WHAT THE TASK REQUIRES:
From the entries that follow, pick out all lines holding "Serialization".

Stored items

*** Block opens ***

use super::{DataStore, Slot};
use crate::error::{QuotezError, Result};
use crate::merge::{reconcile, MergePolicy};
use crate::model::{category_index, Quote, ALL_CATEGORIES, DEFAULT_QUOTES};
use crate::random::{pick, RandomSource};
use serde_json::Value;
use tracing::{debug, warn};

/// Owns the quote collection and the selected category, and writes both
/// through to a [`DataStore`] on every mutation.
pub struct QuoteStore<S: DataStore> {
    backend: S,
    quotes: Vec<Quote>,
    selected: String,
}

impl<S: DataStore> QuoteStore<S> {
    /// Build the store from persisted state.
    ///
    /// A missing or malformed collection is replaced by the default set, which
    /// is persisted right away. Entries that do not look like quotes are
    /// dropped. Only backend I/O failures are returned as errors.
    pub fn load(backend: S) -> Result<Self> {
        let mut store = Self {
            backend,
            quotes: Vec::new(),
            selected: ALL_CATEGORIES.to_string(),
        };

        match store.read_persisted_quotes()? {
            Some(quotes) => store.quotes = quotes,
            None => store.commit(DEFAULT_QUOTES.clone())?,
        }

        if let Some(raw) = store.backend.read(Slot::SelectedCategory)? {
            store.selected = raw.trim().to_string();
        }
        store.refresh_selection()?;

        Ok(store)
    }

    fn read_persisted_quotes(&self) -> Result<Option<Vec<Quote>>> {
        let Some(raw) = self.backend.read(Slot::Quotes)? else {
            debug!("no persisted quotes, using defaults");
            return Ok(None);
        };

        let items = match serde_json::from_str::<Value>(&raw) {
            Ok(Value::Array(items)) => items,
            Ok(_) => {
                warn!("persisted quotes are not an array, restoring defaults");
                return Ok(None);
            }
            Err(e) => {
                warn!(error = %e, "persisted quotes are not valid JSON, restoring defaults");
                return Ok(None);
            }
        };

        let quotes: Vec<Quote> = items.iter().filter_map(Quote::from_value).collect();
        if quotes.len() != items.len() {
            warn!(
                dropped = items.len() - quotes.len(),
                "ignored malformed entries in persisted quotes"
            );
        }
        Ok(Some(quotes))
    }

    /// Write `quotes` to the quotes slot and adopt them only once the write
    /// went through, so memory never runs ahead of disk.
    fn commit(&mut self, quotes: Vec<Quote>) -> Result<()> {
        let raw = serde_json::to_string(&quotes).map_err(QuotezError::Serialization)?;
        self.backend.write(Slot::Quotes, &raw)?;
        self.quotes = quotes;
        Ok(())
    }

    pub fn quotes(&self) -> &[Quote] {
        &self.quotes
    }

    pub fn len(&self) -> usize {
        self.quotes.len()
    }

    pub fn is_empty(&self) -> bool {
        self.quotes.is_empty()
    }

    pub fn backend(&self) -> &S {
        &self.backend
    }

    pub fn backend_mut(&mut self) -> &mut S {
        &mut self.backend
    }

    pub fn add(&mut self, text: &str, category: &str, author: Option<&str>) -> Result<Quote> {
        let text = text.trim();
        let category = category.trim();
        if text.is_empty() || category.is_empty() {
            return Err(QuotezError::Validation(
                "Please enter both quote text and category.".to_string(),
            ));
        }

        let mut quote = Quote::new(text, category);
        if let Some(author) = author.map(str::trim).filter(|a| !a.is_empty()) {
            quote.author = Some(author.to_string());
        }

        let mut next = self.quotes.clone();
        next.push(quote.clone());
        self.commit(next)?;
        Ok(quote)
    }

    /// Quotes in `category`, in insertion order. `"all"` returns everything.
    pub fn filter(&self, category: &str) -> Vec<Quote> {
        if category == ALL_CATEGORIES {
            return self.quotes.clone();
        }
        self.quotes
            .iter()
            .filter(|q| q.category == category)
            .cloned()
            .collect()
    }

    pub fn pick_random<R: RandomSource + ?Sized>(
        &self,
        category: &str,
        rng: &mut R,
    ) -> Option<Quote> {
        let pool = self.filter(category);
        pick(&pool, rng).cloned()
    }

    /// Append every entry of `raw` that has the shape of a quote, persist,
    /// and return how many were accepted.
    pub fn import_batch(&mut self, raw: &[Value]) -> Result<usize> {
        let valid: Vec<Quote> = raw.iter().filter_map(Quote::from_value).collect();
        let accepted = valid.len();
        if accepted > 0 {
            let mut next = self.quotes.clone();
            next.extend(valid);
            self.commit(next)?;
        }
        debug!(offered = raw.len(), accepted, "import batch");
        Ok(accepted)
    }

    /// Pretty-printed JSON array of the whole collection.
    pub fn export_all(&self) -> Result<String> {
        serde_json::to_string_pretty(&self.quotes).map_err(QuotezError::Serialization)
    }

    /// Fold a remote batch into the collection and persist the result.
    pub fn apply_remote(
        &mut self,
        remote: &[Quote],
        policy: MergePolicy,
        server_category: &str,
    ) -> Result<()> {
        let merged = reconcile(&self.quotes, remote, policy, server_category);
        debug!(
            before = self.quotes.len(),
            remote = remote.len(),
            after = merged.len(),
            %policy,
            "reconciled"
        );
        self.commit(merged)?;
        self.refresh_selection()
    }

    pub fn categories(&self) -> Vec<String> {
        category_index(&self.quotes)
    }

    pub fn selected_category(&self) -> &str {
        &self.selected
    }

    /// Select `"all"` or an existing category and persist the choice.
    pub fn select_category(&mut self, category: &str) -> Result<()> {
        let category = category.trim();
        if category != ALL_CATEGORIES && !self.has_category(category) {
            return Err(QuotezError::Validation(format!(
                "Unknown category: {}",
                category
            )));
        }
        self.selected = category.to_string();
        self.backend.write(Slot::SelectedCategory, &self.selected)
    }

    /// Replace the collection with the defaults, clear the selection and
    /// forget the last viewed quote.
    pub fn reset(&mut self) -> Result<()> {
        self.commit(DEFAULT_QUOTES.clone())?;
        self.selected = ALL_CATEGORIES.to_string();
        self.backend.write(Slot::SelectedCategory, &self.selected)?;
        self.backend.clear(Slot::LastViewed)
    }

    /// Last displayed quote from the session slot. Unreadable content counts
    /// as absent.
    pub fn last_viewed(&self) -> Result<Option<Quote>> {
        let Some(raw) = self.backend.read(Slot::LastViewed)? else {
            return Ok(None);
        };
        Ok(serde_json::from_str::<Value>(&raw)
            .ok()
            .as_ref()
            .and_then(Quote::from_value))
    }

    pub fn remember_viewed(&mut self, quote: &Quote) -> Result<()> {
        let raw = serde_json::to_string(quote).map_err(QuotezError::Serialization)?;
        self.backend.write(Slot::LastViewed, &raw)
    }

    fn has_category(&self, category: &str) -> bool {
        self.quotes.iter().any(|q| q.category == category)
    }

    /// Fall back to `"all"` when the selected category no longer exists.
    fn refresh_selection(&mut self) -> Result<()> {
        if self.selected == ALL_CATEGORIES || self.has_category(&self.selected) {
            return Ok(());
        }
        debug!(selected = %self.selected, "selected category vanished, resetting");
        self.selected = ALL_CATEGORIES.to_string();
        self.backend.write(Slot::SelectedCategory, &self.selected)
    }
}
use crate::commands::{CmdMessage, CmdResult};
use crate::error::{QuotezError, Result};
use crate::store::{DataStore, QuoteStore};

pub fn run<S: DataStore>(
    store: &mut QuoteStore<S>,
    text: &str,
    category: &str,
    author: Option<&str>,
) -> Result<CmdResult> {
    let quote = match store.add(text, category, author) {
        Ok(quote) => quote,
        Err(QuotezError::Validation(msg)) => {
            let mut res = CmdResult::default();
            res.add_message(CmdMessage::error(msg));
            return Ok(res);
        }
        Err(e) => return Err(e),
    };

    if let Err(e) = store.remember_viewed(&quote) {
        tracing::warn!(error = %e, "could not record last viewed quote");
    }

    let mut result = CmdResult::default().with_displayed(quote.clone());
    result.add_message(CmdMessage::success(format!(
        "Added quote to {}",
        quote.category
    )));
    Ok(result)
}

#[cfg(test)]
mod tests {
    use super::*;
    use crate::commands::MessageLevel;
    use crate::model::Quote;
    use crate::store::memory::fixtures::StoreFixture;

    #[test]
    fn adds_and_displays() {
        let mut store = StoreFixture::new().with_numbered(1, "Life").load();
        let result = run(&mut store, "New one", "Art", None).unwrap();

        assert_eq!(store.len(), 2);
        assert_eq!(result.displayed, Some(Quote::new("New one", "Art")));
        assert_eq!(store.last_viewed().unwrap(), result.displayed);
        assert_eq!(result.messages[0].level, MessageLevel::Success);
    }

    #[test]
    fn empty_text_is_reported_not_raised() {
        let mut store = StoreFixture::new().with_numbered(1, "Life").load();
        let result = run(&mut store, "", "X", None).unwrap();
        assert!(result.has_errors());
        assert!(result.displayed.is_none());
        assert_eq!(store.len(), 1);

        let result = run(&mut store, "X", "", None).unwrap();
        assert!(result.has_errors());
        assert_eq!(store.len(), 1);
    }
}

*** Block closes ***

SOLUTION TO THE PROBLEM:
        let raw = serde_json::to_string(&quotes).map_err(QuotezError::Serialization)?;
        serde_json::to_string_pretty(&self.quotes).map_err(QuotezError::Serialization)
        let raw = serde_json::to_string(quote).map_err(QuotezError::Serialization)?;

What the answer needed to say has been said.